BI: Obrigado pela atenção e pela oportunidade de nos conceder essa entrevista, falando um pouco do seu trabalho e dessa paixão que todos temos em comum, os quadrinhos. Muito obrigado mesmo e se quiserem deixar uma mensagem final aos nossos leitores, fiquem a vontade. Novamente reforço que o Blog Insônia está com as portas abertas para vocês e para os seus trabalhos.

WV: Eu é que agradeço a você amigo Tiago e ao seu espaço Blog Insônia, por esse ótimo bate-papo e coloco-me a sua inteira disposição sempre que assim o quiser. E finalmente dizer que pessoas como você é que ajudam a criar uma credibilidade consistente em nossa fantástica e criativa HQB. Abração, Wilson.

FM: Tiago, falei aqui que vejo nos editores independes um arrojo que ajuda a mover as HQs no Brasil.
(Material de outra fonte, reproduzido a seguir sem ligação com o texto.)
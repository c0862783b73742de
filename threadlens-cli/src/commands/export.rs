use std::path::PathBuf;

use anyhow::Context;
use clap::Args;

#[derive(Args, Debug)]
pub struct ExportArgs {
    /// File to write the JSON dataset to ("-" for stdout)
    pub output: PathBuf,

    /// Path to the database file
    #[arg(long, default_value = "threadlens.db")]
    pub db: PathBuf,

    /// Path to a threadlens.toml config file
    #[arg(long)]
    pub config: Option<PathBuf>,
}

pub async fn run(args: ExportArgs) -> anyhow::Result<()> {
    let engine = super::open_engine(&args.db, args.config.as_deref())?;
    let bytes = engine.export_database().await?;

    if args.output.as_os_str() == "-" {
        let text = String::from_utf8(bytes).context("Exported dataset is not valid UTF-8")?;
        println!("{text}");
        return Ok(());
    }

    tokio::fs::write(&args.output, &bytes)
        .await
        .with_context(|| format!("Cannot write export: {}", args.output.display()))?;
    let stats = engine.stats().await?;
    println!(
        "Exported {} posts to {}",
        stats.total_posts,
        args.output.display()
    );
    Ok(())
}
Eu cometeria um pecado enorme se não estendesse esse comentário a espaços como o Blog Insônia. Eles em muito ajudam na disseminação do que se passa na Terra Brasilis das HQs e acaba se tornando também uma vitrine de artistas. Quando retornei aos quadrinhos continuei a ver certas dificuldades que antes já existiam, mas vislumbrei uma abertura maior para os novos talentos. Por certo o Ivan Reis é um desses talentos que passou por essa fresta. A Grande Rede por certo contribuiu para isso. A informação é a mercadoria mais importante que o mundo teve e que continuará tendo. E quando essa informação flui praticamente em tempo real as coisas acontecem igualmente mais rápido, a despeito dos prós e contras. Embora toda mudança seja desconfortável e necessite de tempo para ajustes vislumbro coisas positivas. O acesso do artista às grandes agências e uma real possibilidade de trabalho está menos restrita. Obviamente que o sujeito terá que mostrar a que veio, mas ainda assim a coisa está mais prática e democrática. Acho que avançamos muito. Aproveito para externar mais uma vez toda satisfação por trabalhar com um profissional do quilate do Wilson Vieira (perdoe-me a formalidade do sobrenome, Wilson). Ele tem me brindado com sua generosidade e sincera amizade. Agradeço também a você Tiago por sua atenção, gentileza e por abrir este espaço onde eu possa falar um pouco de mim e do meu trabalho.Forte abraço e muito sucesso! Fred.

  
Bem amigos, esse foi o extenso bate-papo entre os artistas Wilson Vieira, Fred Macedo e eu, esse editor que vos escreve. Novamente muito obrigado aos dois novos amigos. Sucesso a vocês !!!